§ **Task data**
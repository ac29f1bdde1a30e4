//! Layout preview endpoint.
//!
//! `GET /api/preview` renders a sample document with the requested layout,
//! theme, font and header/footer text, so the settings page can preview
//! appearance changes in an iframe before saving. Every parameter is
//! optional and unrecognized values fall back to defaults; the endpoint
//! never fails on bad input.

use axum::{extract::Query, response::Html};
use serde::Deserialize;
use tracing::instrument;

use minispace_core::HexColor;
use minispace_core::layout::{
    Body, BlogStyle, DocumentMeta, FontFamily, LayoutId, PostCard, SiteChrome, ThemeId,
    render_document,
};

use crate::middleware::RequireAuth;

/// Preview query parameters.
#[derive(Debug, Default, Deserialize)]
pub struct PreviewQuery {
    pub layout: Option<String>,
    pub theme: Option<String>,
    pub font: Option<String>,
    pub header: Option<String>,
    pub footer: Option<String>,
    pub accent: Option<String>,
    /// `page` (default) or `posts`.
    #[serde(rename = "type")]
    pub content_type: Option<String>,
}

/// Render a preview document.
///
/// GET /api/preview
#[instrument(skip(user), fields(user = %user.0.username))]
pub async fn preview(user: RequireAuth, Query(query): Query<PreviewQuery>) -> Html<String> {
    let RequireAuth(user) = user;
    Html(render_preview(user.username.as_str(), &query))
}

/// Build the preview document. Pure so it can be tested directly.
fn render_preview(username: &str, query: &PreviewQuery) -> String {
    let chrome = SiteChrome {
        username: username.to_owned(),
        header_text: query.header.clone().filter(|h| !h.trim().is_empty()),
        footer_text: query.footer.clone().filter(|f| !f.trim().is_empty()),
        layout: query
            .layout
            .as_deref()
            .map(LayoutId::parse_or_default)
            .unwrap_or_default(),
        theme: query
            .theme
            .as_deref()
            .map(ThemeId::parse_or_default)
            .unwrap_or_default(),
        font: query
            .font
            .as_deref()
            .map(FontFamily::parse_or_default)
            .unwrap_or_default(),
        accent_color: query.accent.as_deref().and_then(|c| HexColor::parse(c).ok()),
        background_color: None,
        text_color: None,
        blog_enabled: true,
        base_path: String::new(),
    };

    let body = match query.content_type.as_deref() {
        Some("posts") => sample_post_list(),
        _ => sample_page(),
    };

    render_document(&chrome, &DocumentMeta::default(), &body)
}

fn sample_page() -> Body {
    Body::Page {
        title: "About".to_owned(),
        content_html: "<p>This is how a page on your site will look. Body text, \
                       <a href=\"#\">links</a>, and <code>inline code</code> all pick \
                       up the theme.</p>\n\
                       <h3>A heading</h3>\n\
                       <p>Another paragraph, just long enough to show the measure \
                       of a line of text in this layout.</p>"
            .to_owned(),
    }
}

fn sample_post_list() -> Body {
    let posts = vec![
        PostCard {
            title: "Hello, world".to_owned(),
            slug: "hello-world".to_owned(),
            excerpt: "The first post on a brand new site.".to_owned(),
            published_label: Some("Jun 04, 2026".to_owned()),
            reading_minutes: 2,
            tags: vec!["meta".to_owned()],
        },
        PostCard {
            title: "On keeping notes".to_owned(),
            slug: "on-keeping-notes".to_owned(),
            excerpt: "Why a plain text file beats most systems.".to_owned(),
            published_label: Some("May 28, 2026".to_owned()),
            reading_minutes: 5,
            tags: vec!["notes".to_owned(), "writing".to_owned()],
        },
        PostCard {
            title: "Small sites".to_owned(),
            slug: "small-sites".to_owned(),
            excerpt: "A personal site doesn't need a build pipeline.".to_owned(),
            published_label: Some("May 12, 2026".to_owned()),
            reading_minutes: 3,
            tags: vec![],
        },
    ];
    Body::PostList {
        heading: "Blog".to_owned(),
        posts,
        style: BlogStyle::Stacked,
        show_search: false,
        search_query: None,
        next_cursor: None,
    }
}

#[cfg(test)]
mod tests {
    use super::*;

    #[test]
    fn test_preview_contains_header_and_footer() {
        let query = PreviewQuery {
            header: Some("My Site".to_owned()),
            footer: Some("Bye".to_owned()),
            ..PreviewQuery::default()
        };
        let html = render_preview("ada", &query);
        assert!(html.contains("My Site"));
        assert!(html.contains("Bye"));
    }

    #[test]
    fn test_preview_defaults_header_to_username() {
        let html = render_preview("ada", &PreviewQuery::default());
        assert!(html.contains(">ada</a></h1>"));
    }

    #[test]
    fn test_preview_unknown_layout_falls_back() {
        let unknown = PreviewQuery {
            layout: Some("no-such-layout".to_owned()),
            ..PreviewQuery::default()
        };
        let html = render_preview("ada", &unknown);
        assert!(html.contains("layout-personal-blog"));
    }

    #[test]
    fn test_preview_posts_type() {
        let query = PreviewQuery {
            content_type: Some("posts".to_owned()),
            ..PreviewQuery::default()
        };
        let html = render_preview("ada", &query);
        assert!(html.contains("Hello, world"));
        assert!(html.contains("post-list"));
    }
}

§ **What you are asked to do**
Pull every line containing "world" from the material above.

§ **Task response**
            title: "Hello, world".to_owned(),
            slug: "hello-world".to_owned(),
        assert!(html.contains("Hello, world"));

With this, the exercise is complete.